Request Free Trial
September 21, 2022

ISSB’s Sue Lloyd on emerging markets and double materiality

One of the biggest challenges of the International Sustainability Standards Board will be creating disclosures suitable for companies in both developed and developing countries, says one of the organisation’s top officials.

In January, Sue Lloyd left her role as vice-chair of the International Accounting Standards Board to join, in the same role, the newly created International Sustainability Standards Board. Both organisations are part of accounting standard setter IFRS. Lloyd talks to Sustainable Views about the complexity of creating new sets of standards that are suitable for both large and small companies in both developed and developing economies – as well as whether standards should also consider companies’ impact on people and the planet.

The interview has been edited for clarity and brevity.

How does your work at the ISSB compare with the role you held at the IASB?

We [at the International Sustainability Standards Board] are trying to bring sustainability reporting into the mainstream corporate reporting, so a lot of what the International Accounting Standards Board would think about is relevant to sustainability reporting standards. What’s different, of course, is the subject matter – it’s so new. There’s a big need for education and for capacity building.

The other thing that’s unique to the ISSB is that we know sustainability information is really important for investors, but not only investors; and we know jurisdictions are very interested in particular aspects of disclosure because of public policy.

A really important role for the ISSB is working in partnership with others to make sure that the disclosures we require fit well with disclosures needed for other purposes. 

Does accounting have the right tools to understand sustainability?

I don’t think [the ISSB’s work is] bound by accounting. The only really pertinent concept that we have used in the ISSB’s proposals and that is closely linked to financial statements is the idea that, ultimately, when you decide which disclosures to identify, these should be the disclosures that are important enough they could really affect [investors’] decisions. 

That’s important because investors don’t want just pages and pages and pages of information. They want to know what they really need to focus on. We’ve borrowed that filter from our sister body, the IASB.

The ISSB has attracted well-known international names, from former Danone CEO Emmanuel Faber as chair, to the recently appointed vice-chair, Jingdong Hua, formerly of the World Bank. Is this a sign of the importance of sustainability, but also of its challenges? 

I’m delighted to have another vice-chair – there’s lots of work to go around. Having somebody with Jingdong’s experience [as a former vice president and treasurer of the World Bank] is a reflection of what we always knew we would need. We’ve always talked about building a global baseline of disclosures that are fit for purpose around the world, not just for the largest companies, not just for developed economies, but also for smaller companies in emerging markets. 

Jingdong will be very focused on the capacity-building side of what we need to work on, with a particular emphasis on the global south. His experience at the World Bank is really powerful.

My focus will be much more in bringing my standard-setting skills to the fore – working closely with the board and the technical staff to make sure that we actually develop and deliver high-quality standards. Our roles are distinct as part of the leadership team working with Emmanuel.

In the long run, will the ISSB consider double materiality?

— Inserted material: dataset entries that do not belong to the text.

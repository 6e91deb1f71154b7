/// Flat-file item reader: tokenizers, line mappers and the restartable
/// file reader.
pub mod flat_file;

#[cfg(feature = "logger")]
/// Logger item writer, useful for debugging purposes.
pub mod logger;

/// In-memory item readers and writers.
pub mod support;
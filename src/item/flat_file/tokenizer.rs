use std::str::FromStr;

use crate::BatchError;

use super::field_set::FieldSet;

/// Turns one logical line into an ordered [`FieldSet`].
pub trait LineTokenizer {
    fn tokenize(&self, line: &str) -> Result<FieldSet, BatchError>;
}

/// A 1-based, inclusive column range of a fixed-width record.
///
/// Parsed from the `"3-4"` syntax; a bare lower bound (`"11"`) is open-ended
/// and extends to the end of the line.
#[derive(Debug, Clone, Copy, PartialEq, Eq)]
pub struct Range {
    min: usize,
    max: Option<usize>,
}

impl Range {
    /// # Panics
    ///
    /// Panics when `min` is zero or `max` precedes `min`; ranges are 1-based.
    pub fn new(min: usize, max: usize) -> Self {
        assert!(min >= 1, "Column ranges are 1-based");
        assert!(max >= min, "Column range ends before it starts");
        Self {
            min,
            max: Some(max),
        }
    }

    /// # Panics
    ///
    /// Panics when `min` is zero; ranges are 1-based.
    pub fn open_ended(min: usize) -> Self {
        assert!(min >= 1, "Column ranges are 1-based");
        Self { min, max: None }
    }

    /// Parses a comma-separated range list, e.g. `"3-4,7-8,11"`.
    pub fn parse_ranges(ranges: &str) -> Result<Vec<Range>, BatchError> {
        ranges
            .split(',')
            .map(|range| range.trim().parse())
            .collect()
    }
}

impl FromStr for Range {
    type Err = BatchError;

    fn from_str(s: &str) -> Result<Self, Self::Err> {
        let invalid =
            || BatchError::Configuration(format!("Invalid column range: '{s}'"));

        let (min, max) = match s.split_once('-') {
            Some((min, max)) => (
                min.trim().parse::<usize>().map_err(|_| invalid())?,
                Some(max.trim().parse::<usize>().map_err(|_| invalid())?),
            ),
            None => (s.trim().parse::<usize>().map_err(|_| invalid())?, None),
        };

        if min == 0 {
            return Err(BatchError::Configuration(format!(
                "Column ranges are 1-based: '{s}'"
            )));
        }
        if let Some(max) = max
            && max < min
        {
            return Err(invalid());
        }

        Ok(Range { min, max })
    }
}

/// Binds decoded values positionally to the configured names.
///
/// With `strict` set, a count mismatch is a `Format` error; otherwise excess
/// values are dropped and missing ones become empty strings.
fn bind_names(
    mut values: Vec<String>,
    names: &[String],
    strict: bool,
) -> Result<FieldSet, BatchError> {
    if names.is_empty() {
        return Ok(FieldSet::with_values(values));
    }

    if values.len() != names.len() {
        if strict {
            return Err(BatchError::Format(format!(
                "Expected {} fields but found {}",
                names.len(),
                values.len()
            )));
        }
        values.resize(names.len(), String::new());
    }

    Ok(FieldSet::new(names.to_vec(), values))
}

/// Splits a line on a delimiter character, honoring an optional quote
/// character: a quoted field keeps embedded delimiters and loses its
/// surrounding quotes.
pub struct DelimitedLineTokenizer {
    delimiter: char,
    quote_character: Option<char>,
    included_fields: Option<Vec<usize>>,
    names: Vec<String>,
    strict: bool,
}

impl DelimitedLineTokenizer {
    pub fn new(delimiter: char) -> Self {
        Self {
            delimiter,
            quote_character: None,
            included_fields: None,
            names: Vec::new(),
            strict: true,
        }
    }

    pub fn quote_character(mut self, quote_character: char) -> Self {
        self.quote_character = Some(quote_character);
        self
    }

    /// Zero-based positions to retain, in the given order, before names are
    /// bound.
    pub fn included_fields(mut self, included_fields: Vec<usize>) -> Self {
        self.included_fields = Some(included_fields);
        self
    }

    pub fn names(mut self, names: Vec<String>) -> Self {
        self.names = names;
        self
    }

    pub fn strict(mut self, strict: bool) -> Self {
        self.strict = strict;
        self
    }

    fn split(&self, line: &str) -> Vec<String> {
        let mut fields = Vec::new();
        let mut current = String::new();
        let mut in_quotes = false;

        for c in line.chars() {
            if self.quote_character == Some(c) {
                in_quotes = !in_quotes;
                current.push(c);
            } else if c == self.delimiter && !in_quotes {
                fields.push(std::mem::take(&mut current));
            } else {
                current.push(c);
            }
        }
        fields.push(current);

        fields
            .into_iter()
            .map(|field| self.clean(&field))
            .collect()
    }

    /// Strips the surrounding quotes (and any whitespace around them) from a
    /// quoted field. Unquoted fields are kept verbatim, whitespace included.
    fn clean(&self, field: &str) -> String {
        if let Some(quote) = self.quote_character {
            let trimmed = field.trim();
            if trimmed.chars().count() >= 2
                && trimmed.starts_with(quote)
                && trimmed.ends_with(quote)
            {
                let mut chars = trimmed.chars();
                chars.next();
                chars.next_back();
                return chars.as_str().to_string();
            }
        }
        field.to_string()
    }
}

impl LineTokenizer for DelimitedLineTokenizer {
    fn tokenize(&self, line: &str) -> Result<FieldSet, BatchError> {
        let values = self.split(line);

        let values = match &self.included_fields {
            Some(included) => included
                .iter()
                .map(|&index| {
                    values.get(index).cloned().ok_or_else(|| {
                        BatchError::Format(format!(
                            "Included field index {} out of bounds for {} fields",
                            index,
                            values.len()
                        ))
                    })
                })
                .collect::<Result<Vec<_>, _>>()?,
            None => values,
        };

        bind_names(values, &self.names, self.strict)
    }
}

/// Extracts whitespace-trimmed substrings at fixed column ranges.
pub struct FixedLengthTokenizer {
    ranges: Vec<Range>,
    names: Vec<String>,
    strict: bool,
}

impl FixedLengthTokenizer {
    pub fn new(ranges: Vec<Range>) -> Self {
        Self {
            ranges,
            names: Vec::new(),
            strict: true,
        }
    }

    pub fn names(mut self, names: Vec<String>) -> Self {
        self.names = names;
        self
    }

    pub fn strict(mut self, strict: bool) -> Self {
        self.strict = strict;
        self
    }
}

impl LineTokenizer for FixedLengthTokenizer {
    fn tokenize(&self, line: &str) -> Result<FieldSet, BatchError> {
        let chars: Vec<char> = line.chars().collect();
        let mut values = Vec::with_capacity(self.ranges.len());

        for range in &self.ranges {
            if self.strict
                && let Some(max) = range.max
                && chars.len() < max
            {
                return Err(BatchError::Format(format!(
                    "Line of length {} is shorter than column range {}-{}",
                    chars.len(),
                    range.min,
                    max
                )));
            }

            let start = (range.min - 1).min(chars.len());
            let end = range.max.unwrap_or(chars.len()).min(chars.len());
            let value: String = chars[start..end.max(start)].iter().collect();
            values.push(value.trim().to_string());
        }

        bind_names(values, &self.names, self.strict)
    }
}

What is clear from the mandate of the ISSB, which I don’t expect to change, is having an investor focus – making sure that the information provided meets the needs of investors in their decision making.

When we use the words ‘enterprise value’ – which was very much what we focused on in our exposure drafts – we are asking ourselves if people have understood what that means, and if that is the right phrase. That’s one really important discussion that we’ll have at the board level in the not too distant future.

Then there is double materiality and the European perspective. I’m trying to encourage people not to think of it as being quite so distinct, and certainly not in the terms that one is right and one is wrong [enterprise value, which focuses on ESG risks to companies, compared to double materiality, which considers also companies’ impact on the environment and society and which EU regulators are adopting]. Unfortunately, it often turns into that sort of debate.

The thing that’s really important to emphasise is that we do capture a lot of impact, even with an investor focus. And that’s because increasingly, when companies have an impact on the environment or on society, investors care about that.

You say the ISSB’s proposals already capture environmental and social impact. How?

An obvious example of this is the proposal to ask for Scope 3 green house gas emissions in our disclosures, something that would be very impact-related. It isn’t impact in the pure sense, but it affects enterprise value and how investors think about companies because it affects, for example, how they may need to change their business model to deal with transition risk because of climate change. 

It can affect whether customers want to buy a company’s products because customers are interested in understanding how companies behave when they decide who they want to be seen supporting in the market. And so a lot of impacts are relevant to investors. This distinction between an investor focus and double materiality is not so black and white,

Thinking about the EU and its European Sustainability Reporting Standards proposal [which centres around the double materiality principle], we’re trying to be pragmatic and think about which disclosures we have in common that we each think are relevant, given our different perspectives – and we’re homing in on that.